Mapping the dimerization specificity of bZIP transcription factors in bread wheat

Abstract Dimerization is pivotal in target-binding interactions among transcription factors (TFs), including bZIPs, bHLHs, and many zinc finger proteins. The bZIP family comprises an α-helix class of TFs that features a basic region binding to the major groove of double-stranded DNA (dsDNA), followed by a leucine zipper motif that facilitates dimerization through coiled-coil structures, forming homo- or heterodimers. In allohexaploid bread wheat ( Triticum aestivum cv.), bZIPs and their homeologs utilize dimerization motifs to create specific bZIP pairs with distinct regulatory functions. The dimerization pattern of bZIPs is essential for gene regulation. Following a genome-wide analysis, we identified 265 bZIP TFs in bread wheat.

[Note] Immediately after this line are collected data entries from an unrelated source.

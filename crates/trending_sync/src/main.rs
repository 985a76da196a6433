#[macro_use]
extern crate tracing;

mod collector;
mod config;
mod error;
mod model;
mod quota;
mod ranking;
mod report;
mod sync;
mod utils;
mod workflow;
mod youtube;

use clap::Parser;

use crate::config::Args;
use crate::utils::init_logger;

#[tokio::main]
async fn main() {
    let args = Args::parse();
    init_logger(&args.log_level);
    if let Err(e) = workflow::run(args).await {
        error!("{:#}", e);
        std::process::exit(1);
    }
}
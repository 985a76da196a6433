use crate::youtube::YoutubeError;

/// 错误链中是否包含配额耗尽的错误，只用于生成提示信息，不影响控制流
pub fn is_quota_exhausted(err: &anyhow::Error) -> bool {
    err.chain().any(|cause| {
        cause
            .downcast_ref::<YoutubeError>()
            .is_some_and(YoutubeError::is_quota_exceeded)
    })
}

By applying criteria from previous studies to evaluate bZIP dimerization across humans, Drosophila, and Arabidopsis, we categorized bZIP TFs into different groups based on their predicted dimerization propensity. Amino acid sequence analysis of wheat bZIP TFs led to several conclusions: unlike Drosophila and humans, wheat bZIPs are longer, with some reaching lengths of up to 14 heptads. Based on the amino acids at the a, d, g, and e positions in each heptad, wheat bZIPs are predominantly predicted to form homodimers. However, the mechanisms underlying wheat bZIP dimerization specificity and stability, particularly in plants, remain poorly understood. To experimentally validate the predicted dimer assembly, eight key bZIP TFs containing the bZIP domain were cloned and expressed for structural analysis. Using purified bZIP proteins, thermal denaturation studies demonstrated a change in dimerization stability as the length of the leucine zipper varies. In summary, this study enhances our understanding of the role of leucine zippers in determining the specificity and stability of bZIP dimers, which subsequently influence DNA binding and gene regulation in plants.